Young, Henry (1786–1869), catholic priest, was born in Dublin on 8 June 1786, the second son and third child in the family of Charles Young (qv) and his wife, Margaret (née Hevey). After two or three years as a boarder at a catholic classical school at Inch, near Balbriggan, Co. Dublin, he entered the Propaganda College in Rome to study for the priesthood (1802). Eventually his studies were interrupted by the French invasion (1808), but he moved to the Vincentian house nearby at Monte Celino and was ordained there on 10 June 1810; he remained in the vicinity as a missionary until 1814.
Henry Young's first appointment in Ireland was as a curate at St Michan's, Mary's Lane, Dublin (1814–15). Although he was attached, as a Dublin diocesan priest, to this and (later) other parishes, as a curate or assistant, he continued, as in Italy, a missionary; his vocation was to inculcate catholicism among the lower classes, rather as Thomas Drew (qv) was inculcating protestantism among those of Belfast. Young was a curate at St Nicholas, Francis Street (1815–17), and St Michael and St John, Exchange Street (1817–1832?), then a kind of supernumary on mission (1832?–1840); he was a curate at St Audeon, Bridge Street (1840–41), at Howth, with charge of Finglas (1841–3), and at his home church of St Catherine (1843–56); and finally he was appointed chaplain to St Joseph's Asylum, Portland Row. Between 1827 and 1840 he was often away from Dublin conducting missions in rural parts of the extensive Dublin archdiocese, beginning with west Co. Wicklow and going in 1829 into north and south Co. Dublin.
Young was a promoter of devotion to the Sacred Heart of Jesus and to the Immaculate Heart of Mary. He was in correspondence (from as early as 1822) with a German priest, Prince Hohenlohe, to whom miraculous cures were attributed, among them that of Mary Stuart, a Carmelite nun in a convent in the Dublin suburb of Ranelagh. According to Young's biographer, Myles V. Ronan (qv), Young stated publicly in 1829 that he had ‘three original pictures, presented to him by Prince Hohenlohe, of the Redeemer, the Blessed Virgin and St Mary Magdalen’.

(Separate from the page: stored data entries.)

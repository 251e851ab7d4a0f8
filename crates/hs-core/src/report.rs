//! Report aggregation and CSV rendering.
//!
//! Totals are computed once over the final entry lists and serialized in
//! one canonical section order: main rows, student totals, teacher totals,
//! then the amateur-couples section when present.

use crate::entry::{CompetitionEntry, MainRow, ProcessResult};

/// Fixed column order of every report.
pub const CSV_HEADER: &str = "Student,Teacher,Event,Place,Proficiency,Points";

/// Adds `points` under `key`, preserving first-appearance order.
fn accumulate<K: PartialEq>(totals: &mut Vec<(K, i64)>, key: K, points: i64) {
    match totals.iter_mut().find(|(k, _)| *k == key) {
        Some((_, sum)) => *sum += points,
        None => totals.push((key, points)),
    }
}

/// Points per student over the main entries, subtotal rows excluded.
#[must_use]
pub fn student_totals(result: &ProcessResult) -> Vec<(String, i64)> {
    let mut totals = Vec::new();
    for entry in result.main_entries() {
        accumulate(&mut totals, entry.student.clone(), entry.points);
    }
    totals
}

/// Points per teacher over the main entries, subtotal rows excluded.
#[must_use]
pub fn teacher_totals(result: &ProcessResult) -> Vec<(String, i64)> {
    let mut totals = Vec::new();
    for entry in result.main_entries() {
        accumulate(&mut totals, entry.teacher.clone(), entry.points);
    }
    totals
}

/// Points per (student, teacher) couple over the amateur-couples entries.
#[must_use]
pub fn couple_totals(result: &ProcessResult) -> Vec<((String, String), i64)> {
    let mut totals = Vec::new();
    for entry in &result.amateur_couples {
        accumulate(
            &mut totals,
            (entry.student.clone(), entry.teacher.clone()),
            entry.points,
        );
    }
    totals
}

/// One CSV row. Text cells are double-quote wrapped (the parser already
/// replaced embedded quotes); the Points cell is written bare and left
/// empty for label and separator rows.
fn csv_row(
    student: &str,
    teacher: &str,
    event: &str,
    place: &str,
    proficiency: &str,
    points: Option<i64>,
) -> String {
    let points = points.map(|p| p.to_string()).unwrap_or_default();
    format!("\"{student}\",\"{teacher}\",\"{event}\",\"{place}\",\"{proficiency}\",{points}")
}

fn entry_row(entry: &CompetitionEntry) -> String {
    csv_row(
        &entry.student,
        &entry.teacher,
        &entry.event,
        &entry.place,
        entry.proficiency.as_deref().unwrap_or(""),
        Some(entry.points),
    )
}

fn label_row(label: &str) -> String {
    csv_row(label, "", "", "", "", None)
}

fn separator_row() -> String {
    csv_row("", "", "", "", "", None)
}

/// Serializes the full report.
#[must_use]
pub fn render_csv(result: &ProcessResult) -> String {
    let mut rows = vec![CSV_HEADER.to_string()];

    for row in &result.main {
        match row {
            MainRow::Entry(entry) => rows.push(entry_row(entry)),
            MainRow::RunningTotal(points) => {
                rows.push(csv_row("Total :", "", "", "", "", Some(*points)));
            }
        }
    }

    rows.push(separator_row());
    rows.push(label_row("STUDENT TOTALS:"));
    for (student, points) in student_totals(result) {
        rows.push(csv_row(&student, "", "", "", "", Some(points)));
    }

    rows.push(separator_row());
    rows.push(label_row("TEACHER TOTALS:"));
    for (teacher, points) in teacher_totals(result) {
        rows.push(csv_row("", &teacher, "", "", "", Some(points)));
    }

    if !result.amateur_couples.is_empty() {
        rows.push(separator_row());
        rows.push(label_row("AMATEUR COUPLES ENTRIES:"));
        for entry in &result.amateur_couples {
            rows.push(entry_row(entry));
        }

        rows.push(separator_row());
        rows.push(label_row("AMATEUR COUPLES TOTALS:"));
        for ((student, teacher), points) in couple_totals(result) {
            rows.push(csv_row(&student, &teacher, "", "", "", Some(points)));
        }
    }

    rows.join("\n")
}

In succession to the Rev. Bernard MacMahon (d. 1816), Young did editorial work for the Dublin diocese: he brought out a revised edition of the Laity's Directory (1821), begun (1817) by Cornelius Denvir (qv); he compiled the prospectus and rules of the Purgatorian Society, the Society of St Patrick for promoting the exercise of the spiritual and corporal works of mercy (1821), thereby promoting the confraternity formed in 1817 by his parish priest, Michael Blake (qv) ‘to instruct the ignorant, to administer comfort to dying persons and to relieve suffering souls in Purgatory’; he compiled the Catholic Directory for the Dioceses of Ireland (1821), of which some later editions were also published (no longer extant) and which was revived in 1834 by William J. Battersby (qv); he edited an evening office book, Vespers and complin, or, The evening office of the church (1822), as well as rules for the Confraternity of the Evening Office (1825); and he edited, for use in all dioceses, Directorium seu ordo divinorum officiorum (1827). Young had no interest in politics, though he did say mass at a monster meeting of repealers at Tara on 15 August 1843; indeed, he had little interest in anything but religion – he seldom read a newspaper and then only for deaths. He had no ambition for promotion, and never had full charge of a parish. Young was an ascetic who lived frugally; his piety, devotion, dedication, missionary zeal, and puritanism were legendary – he had the maypole at Finglas cut down and burnt (1842) and on the following May day smashed the fiddles and bagpipes of revellers. ‘In his own person’, in one judgement, ‘he epitomised resurgent catholicism in Ireland’ (McGrath, 51). Henry Young died 17 November 1869 at St Joseph's Asylum and was buried in the crypt of the Pro-Cathedral.